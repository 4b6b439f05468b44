//! Output parser for jobs that report their results as JSON on stdout.
//!
//! The document is either the whole stdout or its last line that starts
//! with `{`, so wrapper scripts may log freely before printing the result.

use serde::Deserialize;
use serde_json::Value;

use crate::domain::models::{
    ElectronicState, HubbardEntry, HubbardParameterSet, RawOutput, Structure,
};
use crate::domain::ports::{OutputParser, ParseError};

#[derive(Debug, Deserialize)]
struct GroundStateDocument {
    #[serde(default = "default_true")]
    converged: bool,
    #[serde(default)]
    total_energy: Option<f64>,
    handle: Option<String>,
}

#[derive(Debug, Deserialize)]
struct HubbardDocument {
    #[serde(default = "default_true")]
    converged: bool,
    hubbard: Option<Vec<HubbardEntry>>,
}

#[derive(Debug, Deserialize)]
struct StructureDocument {
    #[serde(default = "default_true")]
    converged: bool,
    structure: Option<Structure>,
}

const fn default_true() -> bool {
    true
}

/// Parses JSON result documents.
#[derive(Debug, Clone, Default)]
pub struct JsonOutputParser;

impl JsonOutputParser {
    pub fn new() -> Self {
        Self
    }

    fn document(output: &RawOutput) -> Result<Value, ParseError> {
        let stdout = output.stdout.trim();
        if stdout.is_empty() {
            return Err(ParseError::Invalid("empty output".to_string()));
        }
        if let Ok(value) = serde_json::from_str::<Value>(stdout) {
            return Ok(value);
        }
        let last = stdout
            .lines()
            .rev()
            .map(str::trim)
            .find(|line| line.starts_with('{'))
            .ok_or_else(|| ParseError::Invalid("no JSON document in output".to_string()))?;
        serde_json::from_str(last).map_err(|e| ParseError::Invalid(format!("parse error: {e}")))
    }

    fn decode<T: serde::de::DeserializeOwned>(output: &RawOutput) -> Result<T, ParseError> {
        let value = Self::document(output)?;
        serde_json::from_value(value).map_err(|e| ParseError::Invalid(format!("parse error: {e}")))
    }
}

impl OutputParser for JsonOutputParser {
    fn parse_hubbard(&self, output: &RawOutput) -> Result<HubbardParameterSet, ParseError> {
        let doc: HubbardDocument = Self::decode(output)?;
        if !doc.converged {
            return Err(ParseError::NotConverged(
                "linear-response calculation".to_string(),
            ));
        }
        let entries = doc
            .hubbard
            .ok_or_else(|| ParseError::MissingField("hubbard".to_string()))?;
        HubbardParameterSet::from_entries(entries.into_iter().map(|e| (e.key, e.value)))
            .map_err(|e| ParseError::Invalid(e.to_string()))
    }

    fn parse_ground_state(&self, output: &RawOutput) -> Result<ElectronicState, ParseError> {
        let doc: GroundStateDocument = Self::decode(output)?;
        if !doc.converged {
            return Err(ParseError::NotConverged(
                "electronic minimization".to_string(),
            ));
        }
        let handle = doc
            .handle
            .ok_or_else(|| ParseError::MissingField("handle".to_string()))?;
        Ok(ElectronicState {
            handle,
            total_energy: doc.total_energy,
            converged: true,
        })
    }

    fn parse_structure(&self, output: &RawOutput) -> Result<Structure, ParseError> {
        let doc: StructureDocument = Self::decode(output)?;
        if !doc.converged {
            return Err(ParseError::NotConverged("ionic relaxation".to_string()));
        }
        let structure = doc
            .structure
            .ok_or_else(|| ParseError::MissingField("structure".to_string()))?;
        structure
            .validate()
            .map_err(|e| ParseError::Invalid(e.to_string()))?;
        Ok(structure)
    }
}

#[cfg(test)]
mod tests {
    use super::*;
    use crate::domain::models::HubbardKey;
    use serde_json::json;

    fn stdout(text: &str) -> RawOutput {
        RawOutput::from_stdout(text)
    }

    #[test]
    fn test_ground_state() {
        let parser = JsonOutputParser::new();
        let state = parser
            .parse_ground_state(&stdout(
                r#"{"converged": true, "total_energy": -42.5, "handle": "/scratch/1"}"#,
            ))
            .unwrap();
        assert_eq!(state.handle, "/scratch/1");
        assert_eq!(state.total_energy, Some(-42.5));
    }

    #[test]
    fn test_ground_state_not_converged() {
        let parser = JsonOutputParser::new();
        let err = parser
            .parse_ground_state(&stdout(r#"{"converged": false, "handle": "x"}"#))
            .unwrap_err();
        assert!(matches!(err, ParseError::NotConverged(_)));
    }

    #[test]
    fn test_ground_state_missing_handle() {
        let parser = JsonOutputParser::new();
        let err = parser.parse_ground_state(&stdout("{}")).unwrap_err();
        assert_eq!(err, ParseError::MissingField("handle".to_string()));
    }

    #[test]
    fn test_hubbard_after_log_lines() {
        let parser = JsonOutputParser::new();
        let doc = json!({
            "hubbard": [
                {"key": {"type": "on_site", "site": 1, "manifold": "3d"}, "value": 4.25}
            ]
        });
        let text = format!("starting run\nchi converged\n{doc}\n");
        let set = parser.parse_hubbard(&stdout(&text)).unwrap();
        assert_eq!(set.get(&HubbardKey::on_site(1, "3d")), Some(4.25));
    }

    #[test]
    fn test_garbage_is_invalid() {
        let parser = JsonOutputParser::new();
        let err = parser.parse_hubbard(&stdout("Segmentation fault")).unwrap_err();
        assert!(matches!(err, ParseError::Invalid(_)));
        assert!(matches!(
            parser.parse_hubbard(&stdout("")).unwrap_err(),
            ParseError::Invalid(_)
        ));
    }

    #[test]
    fn test_structure_round_trip() {
        let parser = JsonOutputParser::new();
        let structure = Structure::new(
            [[3.0, 0.0, 0.0], [0.0, 3.0, 0.0], [0.0, 0.0, 3.0]],
            vec![crate::domain::models::Site::new("Fe", [0.0; 3])],
        )
        .unwrap();
        let doc = json!({ "structure": structure });
        let parsed = parser.parse_structure(&stdout(&doc.to_string())).unwrap();
        assert_eq!(parsed, structure);
    }
}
■ ■ ■ ■ ■ ■ ■
#### TASK REQUIREMENTS
Please repeat the listing exactly, with nothing left out.

#### EXERCISE SOLUTION
repository 4b6b439f05468b44
//! Output parser for jobs that report their results as JSON on stdout.
//!
//! The document is either the whole stdout or its last line that starts
//! with `{`, so wrapper scripts may log freely before printing the result.

use serde::Deserialize;
use serde_json::Value;

use crate::domain::models::{
    ElectronicState, HubbardEntry, HubbardParameterSet, RawOutput, Structure,
};
use crate::domain::ports::{OutputParser, ParseError};

#[derive(Debug, Deserialize)]
struct GroundStateDocument {
    #[serde(default = "default_true")]
    converged: bool,
    #[serde(default)]
    total_energy: Option<f64>,
    handle: Option<String>,
}

#[derive(Debug, Deserialize)]
struct HubbardDocument {
    #[serde(default = "default_true")]
    converged: bool,
    hubbard: Option<Vec<HubbardEntry>>,
}

#[derive(Debug, Deserialize)]
struct StructureDocument {
    #[serde(default = "default_true")]
    converged: bool,
    structure: Option<Structure>,
}

const fn default_true() -> bool {
    true
}

/// Parses JSON result documents.
#[derive(Debug, Clone, Default)]
pub struct JsonOutputParser;

impl JsonOutputParser {
    pub fn new() -> Self {
        Self
    }

    fn document(output: &RawOutput) -> Result<Value, ParseError> {
        let stdout = output.stdout.trim();
        if stdout.is_empty() {
            return Err(ParseError::Invalid("empty output".to_string()));
        }
        if let Ok(value) = serde_json::from_str::<Value>(stdout) {
            return Ok(value);
        }
        let last = stdout
            .lines()
            .rev()
            .map(str::trim)
            .find(|line| line.starts_with('{'))
            .ok_or_else(|| ParseError::Invalid("no JSON document in output".to_string()))?;
        serde_json::from_str(last).map_err(|e| ParseError::Invalid(format!("parse error: {e}")))
    }

    fn decode<T: serde::de::DeserializeOwned>(output: &RawOutput) -> Result<T, ParseError> {
        let value = Self::document(output)?;
        serde_json::from_value(value).map_err(|e| ParseError::Invalid(format!("parse error: {e}")))
    }
}

impl OutputParser for JsonOutputParser {
    fn parse_hubbard(&self, output: &RawOutput) -> Result<HubbardParameterSet, ParseError> {
        let doc: HubbardDocument = Self::decode(output)?;
        if !doc.converged {
            return Err(ParseError::NotConverged(
                "linear-response calculation".to_string(),
            ));
        }
        let entries = doc
            .hubbard
            .ok_or_else(|| ParseError::MissingField("hubbard".to_string()))?;
        HubbardParameterSet::from_entries(entries.into_iter().map(|e| (e.key, e.value)))
            .map_err(|e| ParseError::Invalid(e.to_string()))
    }

    fn parse_ground_state(&self, output: &RawOutput) -> Result<ElectronicState, ParseError> {
        let doc: GroundStateDocument = Self::decode(output)?;
        if !doc.converged {
            return Err(ParseError::NotConverged(
                "electronic minimization".to_string(),
            ));
        }
        let handle = doc
            .handle
            .ok_or_else(|| ParseError::MissingField("handle".to_string()))?;
        Ok(ElectronicState {
            handle,
            total_energy: doc.total_energy,
            converged: true,
        })
    }

    fn parse_structure(&self, output: &RawOutput) -> Result<Structure, ParseError> {
        let doc: StructureDocument = Self::decode(output)?;
        if !doc.converged {
            return Err(ParseError::NotConverged("ionic relaxation".to_string()));
        }
        let structure = doc
            .structure
            .ok_or_else(|| ParseError::MissingField("structure".to_string()))?;
        structure
            .validate()
            .map_err(|e| ParseError::Invalid(e.to_string()))?;
        Ok(structure)
    }
}

#[cfg(test)]
mod tests {
    use super::*;
    use crate::domain::models::HubbardKey;
    use serde_json::json;

    fn stdout(text: &str) -> RawOutput {
        RawOutput::from_stdout(text)
    }

    #[test]
    fn test_ground_state() {
        let parser = JsonOutputParser::new();
        let state = parser
            .parse_ground_state(&stdout(
                r#"{"converged": true, "total_energy": -42.5, "handle": "/scratch/1"}"#,
            ))
            .unwrap();
        assert_eq!(state.handle, "/scratch/1");
        assert_eq!(state.total_energy, Some(-42.5));
    }

    #[test]
    fn test_ground_state_not_converged() {
        let parser = JsonOutputParser::new();
        let err = parser
            .parse_ground_state(&stdout(r#"{"converged": false, "handle": "x"}"#))
            .unwrap_err();
        assert!(matches!(err, ParseError::NotConverged(_)));
    }

    #[test]
    fn test_ground_state_missing_handle() {
        let parser = JsonOutputParser::new();
        let err = parser.parse_ground_state(&stdout("{}")).unwrap_err();
        assert_eq!(err, ParseError::MissingField("handle".to_string()));
    }

    #[test]
    fn test_hubbard_after_log_lines() {
        let parser = JsonOutputParser::new();
        let doc = json!({
            "hubbard": [
                {"key": {"type": "on_site", "site": 1, "manifold": "3d"}, "value": 4.25}
            ]
        });
        let text = format!("starting run\nchi converged\n{doc}\n");
        let set = parser.parse_hubbard(&stdout(&text)).unwrap();
        assert_eq!(set.get(&HubbardKey::on_site(1, "3d")), Some(4.25));
    }

    #[test]
    fn test_garbage_is_invalid() {
        let parser = JsonOutputParser::new();
        let err = parser.parse_hubbard(&stdout("Segmentation fault")).unwrap_err();
        assert!(matches!(err, ParseError::Invalid(_)));
        assert!(matches!(
            parser.parse_hubbard(&stdout("")).unwrap_err(),
            ParseError::Invalid(_)
        ));
    }

    #[test]
    fn test_structure_round_trip() {
        let parser = JsonOutputParser::new();
        let structure = Structure::new(
            [[3.0, 0.0, 0.0], [0.0, 3.0, 0.0], [0.0, 0.0, 3.0]],
            vec![crate::domain::models::Site::new("Fe", [0.0; 3])],
        )
        .unwrap();
        let doc = json!({ "structure": structure });
        let parsed = parser.parse_structure(&stdout(&doc.to_string())).unwrap();
        assert_eq!(parsed, structure);
    }
}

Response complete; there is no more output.